Fingers with Raynauds syndrome.
– During an attack of Raynaud’s phenomenon, the fingertips will turn white.Petra Richli / Getty Images/iStockphoto

“It gets painful and numb,” said Dr. Marie Gerhard-Herman, an associate professor at Harvard Medical School and a staff physician at Brigham and Women’s Hospital specializing in cardiovascular medicine. During an attack, people may not be able to move their hands as they want, added Gerhard-Herman, who was not involved with the new study.

Dr. Laura Hummers, a rheumatologist and an associate professor at Johns Hopkins Medicine, said that while medications for Raynaud’s are available, they can have unwanted side effects.

“The main therapy currently is a class of drugs called calcium channel blockers,” said Hummers, who was also not involved with the new research. “Those therapies are fairly helpful.” But they lower blood pressure, which can be a problem for otherwise healthy people, she said. And they can cause side effects, such as constipation, dizziness and headache, according to the Cleveland Clinic.

Raynaud’s occurs in 2% to 5% of the population, more commonly in women, and takes two forms.

Primary Raynaud’s is by far the most common and is typically diagnosed in teenage girls and women in their 20s, Gerhard-Herman said. Its symptoms are often manageable with lifestyle changes alone, such as avoiding cold and limiting stress. However, some patients’ symptoms are so bothersome that they must use medication. 
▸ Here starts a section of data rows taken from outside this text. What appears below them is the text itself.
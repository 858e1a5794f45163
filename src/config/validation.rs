use std::sync::{Arc, RwLock};

use figment::{
    Figment,
    providers::{Env, Format, Serialized, Toml},
};
use garde::Validate;

use crate::error::ObservabilityError;

use super::ObservabilityConfig;

/// Default configuration hierarchy: embedded defaults, then an optional
/// `observability.toml` next to the process, then `OBSERVABILITY_`-prefixed
/// environment variables (e.g. `OBSERVABILITY_SAMPLE_RATE=0.25`).
pub fn default_figment() -> Figment {
    Figment::new()
        .merge(Serialized::defaults(ObservabilityConfig::default()))
        .merge(Toml::file("observability.toml"))
        .merge(Env::prefixed("OBSERVABILITY_").split("__"))
}

/// Holds the active configuration snapshot and the source it was built
/// from, so `reload()` can rebuild and atomically swap it.
///
/// Figment reads its providers when they are merged, so the provider keeps
/// a source closure and rebuilds the figment on reload; that is what makes
/// a reload observe changed files and environment. Readers clone out an
/// `Arc`; a reload never mutates a snapshot in place, so an in-flight
/// request observes either the old or the new snapshot for the rest of its
/// lifecycle.
pub struct ConfigProvider {
    source: Box<dyn Fn() -> Figment + Send + Sync>,
    snapshot: RwLock<Arc<ObservabilityConfig>>,
}

impl ConfigProvider {
    /// Build and validate a snapshot from a rebuildable source. Validation
    /// failures are fatal and must be surfaced at process startup.
    pub fn with_source(
        source: impl Fn() -> Figment + Send + Sync + 'static,
    ) -> Result<Self, ObservabilityError> {
        let snapshot = extract(&source())?;
        Ok(Self {
            source: Box::new(source),
            snapshot: RwLock::new(Arc::new(snapshot)),
        })
    }

    /// Build from an already-assembled figment. Reloads re-extract from a
    /// clone of it, so sources that were read eagerly stay as captured;
    /// use [`ConfigProvider::with_source`] when reloads must re-read them.
    pub fn load(figment: Figment) -> Result<Self, ObservabilityError> {
        Self::with_source(move || figment.clone())
    }

    /// Load from the default hierarchy (file + environment).
    pub fn from_env() -> Result<Self, ObservabilityError> {
        Self::with_source(default_figment)
    }

    /// The current snapshot. Cheap; safe to call per request.
    pub fn current(&self) -> Arc<ObservabilityConfig> {
        self.snapshot
            .read()
            .unwrap_or_else(|poisoned| poisoned.into_inner())
            .clone()
    }

    /// Rebuild from the original sources and swap the snapshot atomically.
    /// On validation failure the previous snapshot stays in place.
    pub fn reload(&self) -> Result<Arc<ObservabilityConfig>, ObservabilityError> {
        let fresh = Arc::new(extract(&(self.source)())?);
        *self
            .snapshot
            .write()
            .unwrap_or_else(|poisoned| poisoned.into_inner()) = fresh.clone();
        Ok(fresh)
    }
}

impl std::fmt::Debug for ConfigProvider {
    fn fmt(&self, f: &mut std::fmt::Formatter<'_>) -> std::fmt::Result {
        f.debug_struct("ConfigProvider")
            .field("snapshot", &self.current())
            .finish()
    }
}

fn extract(figment: &Figment) -> Result<ObservabilityConfig, ObservabilityError> {
    let config: ObservabilityConfig = figment
        .extract()
        .map_err(|e| ObservabilityError::configuration(e.to_string()))?;
    config
        .validate()
        .map_err(|e| ObservabilityError::configuration(e.to_string()))?;
    Ok(config)
}
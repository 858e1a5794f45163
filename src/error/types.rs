use thiserror::Error;

/// Errors surfaced by the observability pipeline.
///
/// Only `Configuration` is fatal: it is returned from startup paths and the
/// host is expected to abort on it. `Instrumentation` covers failures inside
/// the telemetry subsystems; those are caught and logged at the call site
/// during the request lifecycle and never reach business logic.
#[derive(Error, Debug)]
pub enum ObservabilityError {
    #[error("configuration error: {0}")]
    Configuration(String),

    #[error("instrumentation failure: {0}")]
    Instrumentation(String),
}

impl ObservabilityError {
    pub fn configuration(msg: impl Into<String>) -> Self {
        Self::Configuration(msg.into())
    }

    pub fn instrumentation(msg: impl Into<String>) -> Self {
        Self::Instrumentation(msg.into())
    }
}
//! The request pipeline controller.
//!
//! A `tower` layer orchestrating the three signal subsystems around the
//! inner service: admit -> instrument -> complete/fail. Excluded paths are a
//! hard short-circuit (no correlation id, span, metric, or log record).
//!
//! Terminal accounting is owned by [`RequestTelemetry`], an RAII guard: the
//! completion path and the error path each consume it exactly once, and its
//! `Drop` covers panics and abandoned requests, so the active-request gauge
//! decrements exactly once for every admission no matter how the request
//! exits. Instrumentation is infallible by construction - a telemetry
//! outage degrades to no-ops and can never change the business response or
//! error.

use std::fmt;
use std::sync::Arc;
use std::task::{Context as TaskContext, Poll};
use std::time::Instant;

use axum::extract::MatchedPath;
use axum::http::{HeaderMap, HeaderValue, Request, Response, header};
use futures::future::BoxFuture;
use opentelemetry::Context;
use opentelemetry::trace::TraceContextExt as _;
use tower::{Layer, Service};

use crate::config::ConfigProvider;
use crate::correlation::{self, CORRELATION_HEADER};
use crate::logging::StructuredLogger;
use crate::metrics::MetricsRegistry;
use crate::trace::{RequestSpan, TracingManager};

/// The shared, process-wide components every request borrows.
pub struct PipelineShared {
    pub config: ConfigProvider,
    pub metrics: Arc<MetricsRegistry>,
    pub tracing: Arc<TracingManager>,
    pub logger: Arc<StructuredLogger>,
}

impl fmt::Debug for PipelineShared {
    fn fmt(&self, f: &mut fmt::Formatter<'_>) -> fmt::Result {
        f.debug_struct("PipelineShared")
            .field("metrics", &self.metrics.is_available())
            .field("tracing", &self.tracing.is_available())
            .field("logging", &self.logger.is_available())
            .finish()
    }
}

#[derive(Clone, Debug)]
pub struct ObservabilityLayer {
    shared: Arc<PipelineShared>,
}

impl ObservabilityLayer {
    pub fn new(shared: Arc<PipelineShared>) -> Self {
        Self { shared }
    }
}

impl<S> Layer<S> for ObservabilityLayer {
    type Service = ObservabilityService<S>;

    fn layer(&self, inner: S) -> Self::Service {
        ObservabilityService {
            inner,
            shared: self.shared.clone(),
        }
    }
}

#[derive(Clone, Debug)]
pub struct ObservabilityService<S> {
    inner: S,
    shared: Arc<PipelineShared>,
}

impl<S, ReqBody, ResBody> Service<Request<ReqBody>> for ObservabilityService<S>
where
    S: Service<Request<ReqBody>, Response = Response<ResBody>> + Clone + Send + 'static,
    S::Future: Send + 'static,
    S::Error: fmt::Display + Send + 'static,
    ReqBody: Send + 'static,
    ResBody: Send + 'static,
{
    type Response = S::Response;
    type Error = S::Error;
    type Future = BoxFuture<'static, Result<Self::Response, Self::Error>>;

    fn poll_ready(&mut self, cx: &mut TaskContext<'_>) -> Poll<Result<(), Self::Error>> {
        self.inner.poll_ready(cx)
    }

    fn call(&mut self, req: Request<ReqBody>) -> Self::Future {
        // Take the service that was driven to readiness; leave the clone.
        let clone = self.inner.clone();
        let mut inner = std::mem::replace(&mut self.inner, clone);

        let config = self.shared.config.current();
        let path = req.uri().path().to_string();

        if !config.enabled || config.is_excluded(&path) {
            return Box::pin(inner.call(req));
        }

        let correlation_id = correlation::new_correlation_id();
        let parent = correlation::extract_context(req.headers());
        let method = req.method().to_string();
        let view = req
            .extensions()
            .get::<MatchedPath>()
            .map(|matched| matched.as_str().to_string())
            .unwrap_or_else(|| "unknown".to_string());
        let request_size = content_length(req.headers());

        // Admission order: gauge, span, start log. The matching decrement is
        // owned by the guard from here on.
        self.shared.metrics.start_request();
        let span = self.shared.tracing.start_span(
            req.method(),
            req.uri(),
            req.headers(),
            &parent,
            &correlation_id,
            &config,
        );
        self.shared
            .logger
            .request_start(&correlation_id, &method, &path, req.headers());

        let mut telemetry = RequestTelemetry {
            shared: self.shared.clone(),
            span,
            correlation_id,
            method,
            path,
            view,
            request_size,
            started: Instant::now(),
            add_correlation_header: config.add_correlation_header,
            finished: false,
        };

        Box::pin(async move {
            match inner.call(req).await {
                Ok(mut response) => {
                    telemetry.complete(&mut response);
                    Ok(response)
                }
                Err(error) => {
                    telemetry.fail(type_name_of::<S::Error>(), &error.to_string());
                    Err(error)
                }
            }
        })
    }
}

/// Per-request context: created at admission, consumed by exactly one
/// terminal transition. `Drop` is the safety net for panics and requests
/// the host abandons without a terminal event.
struct RequestTelemetry {
    shared: Arc<PipelineShared>,
    span: RequestSpan,
    correlation_id: String,
    method: String,
    path: String,
    view: String,
    request_size: u64,
    started: Instant,
    add_correlation_header: bool,
    finished: bool,
}

impl RequestTelemetry {
    fn complete<B>(&mut self, response: &mut Response<B>) {
        if self.finished {
            return;
        }
        self.finished = true;

        let duration = self.started.elapsed();
        let status = response.status().as_u16();
        let response_size = content_length(response.headers());
        let span_context = self.span.span_context();

        self.span.end(status, duration);
        self.shared.metrics.record_completion(
            &self.method,
            &self.path,
            status,
            &self.view,
            duration,
            self.request_size,
            response_size,
        );
        self.shared.logger.request_end(
            &self.correlation_id,
            &self.method,
            &self.path,
            status,
            duration.as_secs_f64() * 1000.0,
        );

        let headers = response.headers_mut();
        if let Some(span_context) = span_context.filter(|sc| sc.is_valid()) {
            let cx = Context::new().with_remote_span_context(span_context);
            correlation::inject_context(&cx, headers);
        }
        if self.add_correlation_header {
            if let Ok(value) = HeaderValue::from_str(&self.correlation_id) {
                headers.insert(CORRELATION_HEADER, value);
            }
        }
    }

    fn fail(&mut self, exception_type: &str, message: &str) {
        if self.finished {
            return;
        }
        self.finished = true;

        let duration = self.started.elapsed();
        self.span.record_exception(exception_type, message);
        self.span.end_errored(message, duration);
        self.shared
            .metrics
            .record_exception(&self.method, &self.path, exception_type);
        self.shared.logger.request_exception(
            &self.correlation_id,
            &self.method,
            &self.path,
            exception_type,
            message,
            duration.as_secs_f64() * 1000.0,
        );
    }
}

impl Drop for RequestTelemetry {
    fn drop(&mut self) {
        if !self.finished {
            self.fail("abandoned", "request terminated without a terminal event");
        }
    }
}

fn content_length(headers: &HeaderMap) -> u64 {
    headers
        .get(header::CONTENT_LENGTH)
        .and_then(|v| v.to_str().ok())
        .and_then(|v| v.parse().ok())
        .unwrap_or(0)
}

/// Last path segment of a type name, the way an exception class would be
/// labeled: `core::convert::Infallible` -> `Infallible`.
fn type_name_of<T>() -> &'static str {
    let full = std::any::type_name::<T>();
    full.rsplit("::").next().unwrap_or(full)
}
The genes identified in the study are linked to primary Raynaud’s.

Secondary Raynaud’s is rare and its symptoms can be more serious, including ulcers on fingers and gangrene, and medication is often necessary. It occurs in people with autoimmune diseases such as scleroderma, which causes thickening and inflammation of the skin, and lupus, which causes inflammation throughout the body.
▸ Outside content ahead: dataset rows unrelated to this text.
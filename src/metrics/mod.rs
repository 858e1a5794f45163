//! Metrics registry, endpoint-label normalization, and the pull endpoint.

pub mod endpoint;
pub mod registry;

pub use endpoint::metrics_endpoint;
pub use registry::{METRICS_CONTENT_TYPE, MetricsRegistry};

use std::sync::OnceLock;

use regex::Regex;

fn uuid_segment() -> &'static Regex {
    static UUID_SEGMENT: OnceLock<Regex> = OnceLock::new();
    UUID_SEGMENT.get_or_init(|| {
        Regex::new(r"^[0-9a-fA-F]{8}-[0-9a-fA-F]{4}-[0-9a-fA-F]{4}-[0-9a-fA-F]{4}-[0-9a-fA-F]{12}$")
            .expect("uuid segment pattern is valid")
    })
}

/// Collapse dynamic path segments so metric labels stay low-cardinality:
/// all-digit segments become `{id}`, UUID-shaped segments become `{uuid}`.
/// Idempotent - normalizing an already-normalized path is a no-op.
pub fn normalize_path(path: &str) -> String {
    path.split('/')
        .map(|segment| {
            if !segment.is_empty() && segment.bytes().all(|b| b.is_ascii_digit()) {
                "{id}"
            } else if uuid_segment().is_match(segment) {
                "{uuid}"
            } else {
                segment
            }
        })
        .collect::<Vec<_>>()
        .join("/")
}

/// The endpoint label for a request path: normalized, without surrounding
/// slashes (`/users/123/` becomes `users/{id}`).
pub fn endpoint_label(path: &str) -> String {
    normalize_path(path).trim_matches('/').to_string()
}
Raynaud’s runs in families and is heritable. “About half the people who have primary Raynaud’s phenomenon have another first-degree relative who also has Raynaud’s,” said Hummers, who co-directs John Hopkins Scleroderma Center. 

The new study explains why. 

Researchers in London and Berlin looked at data from more than 440,000 people in the UK Biobank, a massive database containing genetic and medical information.The team identified 5,147 cases of Raynaud’s, 68% of which were primary Raynaud’s. Another 439,294 records served as controls.
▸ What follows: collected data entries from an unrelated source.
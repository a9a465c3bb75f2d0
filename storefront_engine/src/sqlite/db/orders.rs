use chrono::{DateTime, Utc};
use log::trace;
use sqlx::{FromRow, QueryBuilder, SqliteConnection};
use storefront_common::Cents;

use crate::{
    api::{order_objects::OrderQueryFilter, stats::OrderTotals},
    db_types::{
        generate_transaction_id,
        GeoLocation,
        NewOrder,
        Order,
        OrderId,
        OrderItem,
        OrderStatusType,
        PaymentMethod,
        ShippingAddress,
        StatusEvent,
    },
    traits::OrderApiError,
};

#[derive(Debug, Clone, FromRow)]
struct OrderRow {
    order_id: String,
    customer_name: String,
    customer_email: String,
    order_timestamp: DateTime<Utc>,
    total_cents: i64,
    payment_method: String,
    transaction_id: String,
    status: String,
    full_name: String,
    street: String,
    city: String,
    state: String,
    zip: String,
    country: String,
    phone: String,
    lat: Option<f64>,
    lng: Option<f64>,
}

impl OrderRow {
    fn into_order(self, items: Vec<OrderItem>, status_history: Vec<StatusEvent>) -> Order {
        let location = match (self.lat, self.lng) {
            (Some(lat), Some(lng)) => Some(GeoLocation { lat, lng }),
            _ => None,
        };
        Order {
            id: OrderId(self.order_id),
            customer_name: self.customer_name,
            customer_email: self.customer_email,
            order_timestamp: self.order_timestamp,
            items,
            total: Cents::from(self.total_cents),
            payment_method: PaymentMethod::from(self.payment_method),
            transaction_id: self.transaction_id,
            address: ShippingAddress {
                full_name: self.full_name,
                street: self.street,
                city: self.city,
                state: self.state,
                zip: self.zip,
                country: self.country,
                phone: self.phone,
                location,
            },
            status: OrderStatusType::from(self.status),
            status_history,
        }
    }
}

#[derive(Debug, Clone, FromRow)]
struct ItemRow {
    product_id: String,
    product_name: String,
    quantity: i64,
    price_cents: i64,
}

#[derive(Debug, Clone, FromRow)]
struct StatusEventRow {
    status: String,
    timestamp: DateTime<Utc>,
    notes: Option<String>,
}

/// Inserts a new order, its item snapshots and the seed `Pending` history entry. This is not atomic on its
/// own; the caller wraps it in a transaction and passes `&mut *tx` as the connection argument.
pub async fn insert_order(order: NewOrder, conn: &mut SqliteConnection) -> Result<Order, OrderApiError> {
    let id = OrderId::generate();
    let transaction_id = generate_transaction_id();
    let now = Utc::now();
    sqlx::query(
        r#"
        INSERT INTO orders (
            order_id, customer_name, customer_email, order_timestamp, total_cents, payment_method,
            transaction_id, status, full_name, street, city, state, zip, country, phone, lat, lng
        ) VALUES ($1, $2, $3, $4, $5, $6, $7, $8, $9, $10, $11, $12, $13, $14, $15, $16, $17)
        "#,
    )
    .bind(id.as_str())
    .bind(&order.customer_name)
    .bind(&order.customer_email)
    .bind(now)
    .bind(order.total)
    .bind(order.payment_method.to_string())
    .bind(&transaction_id)
    .bind(OrderStatusType::Pending.to_string())
    .bind(&order.address.full_name)
    .bind(&order.address.street)
    .bind(&order.address.city)
    .bind(&order.address.state)
    .bind(&order.address.zip)
    .bind(&order.address.country)
    .bind(&order.address.phone)
    .bind(order.address.location.map(|l| l.lat))
    .bind(order.address.location.map(|l| l.lng))
    .execute(&mut *conn)
    .await?;
    for item in &order.items {
        sqlx::query(
            "INSERT INTO order_items (order_id, product_id, product_name, quantity, price_cents) VALUES ($1, $2, $3, $4, $5)",
        )
        .bind(id.as_str())
        .bind(&item.product_id)
        .bind(&item.product_name)
        .bind(i64::from(item.quantity))
        .bind(item.price)
        .execute(&mut *conn)
        .await?;
    }
    let seed = StatusEvent { status: OrderStatusType::Pending, timestamp: now, notes: None };
    insert_status_event(&id, &seed, conn).await?;
    Ok(Order {
        id,
        customer_name: order.customer_name,
        customer_email: order.customer_email,
        order_timestamp: now,
        items: order.items,
        total: order.total,
        payment_method: order.payment_method,
        transaction_id,
        address: order.address,
        status: OrderStatusType::Pending,
        status_history: vec![seed],
    })
}

pub async fn fetch_order(order_id: &OrderId, conn: &mut SqliteConnection) -> Result<Option<Order>, OrderApiError> {
    let row: Option<OrderRow> = sqlx::query_as("SELECT * FROM orders WHERE order_id = $1")
        .bind(order_id.as_str())
        .fetch_optional(&mut *conn)
        .await?;
    match row {
        Some(row) => Ok(Some(load_order(row, conn).await?)),
        None => Ok(None),
    }
}

/// The order's current status alone, for the cheap pre-check before a status change.
pub async fn fetch_status(
    order_id: &OrderId,
    conn: &mut SqliteConnection,
) -> Result<Option<OrderStatusType>, OrderApiError> {
    let status: Option<String> = sqlx::query_scalar("SELECT status FROM orders WHERE order_id = $1")
        .bind(order_id.as_str())
        .fetch_optional(&mut *conn)
        .await?;
    Ok(status.map(OrderStatusType::from))
}

/// Fetches orders according to criteria specified in the `OrderQueryFilter`.
pub async fn fetch_orders(query: OrderQueryFilter, conn: &mut SqliteConnection) -> Result<Vec<Order>, OrderApiError> {
    let mut builder = QueryBuilder::new("SELECT * FROM orders ");
    if !query.is_unfiltered() {
        builder.push("WHERE ");
    }
    let mut where_clause = builder.separated(" AND ");
    if let Some(email) = query.customer_email {
        where_clause.push("customer_email = ");
        where_clause.push_bind_unseparated(email);
        where_clause.push_unseparated(" COLLATE NOCASE");
    }
    if !query.statuses.is_empty() {
        let statuses = query.statuses.iter().map(|s| format!("'{s}'")).collect::<Vec<_>>().join(",");
        where_clause.push(format!("status IN ({statuses})"));
    }
    builder.push(if query.newest_first { " ORDER BY order_timestamp DESC" } else { " ORDER BY order_timestamp ASC" });
    if let Some(limit) = query.limit {
        builder.push(" LIMIT ");
        builder.push_bind(limit);
    }
    trace!("📑️ Executing query: {}", builder.sql());
    let rows: Vec<OrderRow> = builder.build_query_as::<OrderRow>().fetch_all(&mut *conn).await?;
    let mut orders = Vec::with_capacity(rows.len());
    for row in rows {
        orders.push(load_order(row, conn).await?);
    }
    Ok(orders)
}

/// Sets the order's status and appends the matching history entry, guarded on the status the caller
/// validated against. Returns false (and writes nothing) if a concurrent writer got in first; the caller
/// re-reads and re-validates. The guard is what makes check-then-append atomic.
pub async fn try_update_status(
    order_id: &OrderId,
    expected: OrderStatusType,
    event: &StatusEvent,
    conn: &mut SqliteConnection,
) -> Result<bool, OrderApiError> {
    let updated = sqlx::query("UPDATE orders SET status = $1 WHERE order_id = $2 AND status = $3")
        .bind(event.status.to_string())
        .bind(order_id.as_str())
        .bind(expected.to_string())
        .execute(&mut *conn)
        .await?
        .rows_affected();
    if updated == 0 {
        return Ok(false);
    }
    insert_status_event(order_id, event, conn).await?;
    Ok(true)
}

async fn insert_status_event(
    order_id: &OrderId,
    event: &StatusEvent,
    conn: &mut SqliteConnection,
) -> Result<(), OrderApiError> {
    sqlx::query("INSERT INTO order_status_events (order_id, status, timestamp, notes) VALUES ($1, $2, $3, $4)")
        .bind(order_id.as_str())
        .bind(event.status.to_string())
        .bind(event.timestamp)
        .bind(event.notes.as_deref())
        .execute(&mut *conn)
        .await?;
    Ok(())
}

/// Revenue over every non-cancelled order, plus the pending-order count, aggregated in SQL.
pub async fn order_totals(conn: &mut SqliteConnection) -> Result<OrderTotals, OrderApiError> {
    let revenue: i64 =
        sqlx::query_scalar("SELECT COALESCE(SUM(total_cents), 0) FROM orders WHERE status != 'Cancelled'")
            .fetch_one(&mut *conn)
            .await?;
    let pending: i64 = sqlx::query_scalar("SELECT COUNT(*) FROM orders WHERE status = 'Pending'")
        .fetch_one(&mut *conn)
        .await?;
    Ok(OrderTotals { total_revenue: Cents::from(revenue), pending_count: pending })
}

async fn load_order(row: OrderRow, conn: &mut SqliteConnection) -> Result<Order, OrderApiError> {
    let item_rows: Vec<ItemRow> = sqlx::query_as(
        "SELECT product_id, product_name, quantity, price_cents FROM order_items WHERE order_id = $1 ORDER BY id ASC",
    )
    .bind(&row.order_id)
    .fetch_all(&mut *conn)
    .await?;
    let items = item_rows
        .into_iter()
        .map(|r| OrderItem {
            product_id: r.product_id,
            product_name: r.product_name,
            quantity: r.quantity as u32,
            price: Cents::from(r.price_cents),
        })
        .collect();
    let event_rows: Vec<StatusEventRow> = sqlx::query_as(
        "SELECT status, timestamp, notes FROM order_status_events WHERE order_id = $1 ORDER BY id ASC",
    )
    .bind(&row.order_id)
    .fetch_all(&mut *conn)
    .await?;
    let status_history = event_rows
        .into_iter()
        .map(|r| StatusEvent { status: OrderStatusType::from(r.status), timestamp: r.timestamp, notes: r.notes })
        .collect();
    Ok(row.into_order(items, status_history))
}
“We identify two distinct genes that point to two distinct mechanisms,” said Maik Pietzner, one of the study’s lead researchers and chair in health data modeling at Queen Mary University of London’s Precision Healthcare University Research Institute.

One gene variant affects how blood vessels narrow. People with this variant have a high number of a particular receptor for hormones that are released when the body is stressed or cold, he said. These hormones signal the tiny blood vessels in the skin to constrict, allowing blood to flow away from the extremities and to the body’s vital organs. The other gene variant affects how blood vessels dilate, or relax, he said.

The findings could hopefully lead to new treatments: Drugs could be developed that target this hormone receptor, for example, Pietzner said. One existing drug, an antidepressant called mirtazapine, already acts on the receptor and could possibly be repurposed for people with Raynaud’s, he said. 

“For patients, it’s all about finding treatments,” he said.  

While the two gene variants were linked to primary Raynaud’s, not to the secondary form, any new drugs developed might help people with both, Hummers said.

The researchers noted that the study had limitations. For example, they relied on diagnostic codes in people’s electronic health records, which aren’t always reliable. As a result, some cases of Raynaud’s may have been missed while others might have been misdiagnosed.

In addition, the participants were all of European descent, and so the results cannot be generalized to all people. More studies are needed, the researchers wrote.

“They need to actually look at people with other ancestries,” Gerhard-Herman said. 

Still, the large study is the first to identify the underlying genetics of the condition. “The genetic studies that have been done in Raynaud’s up until this point hadn’t been as compelling as this one,” Hummers said.

“It’s a huge step forward,” she said.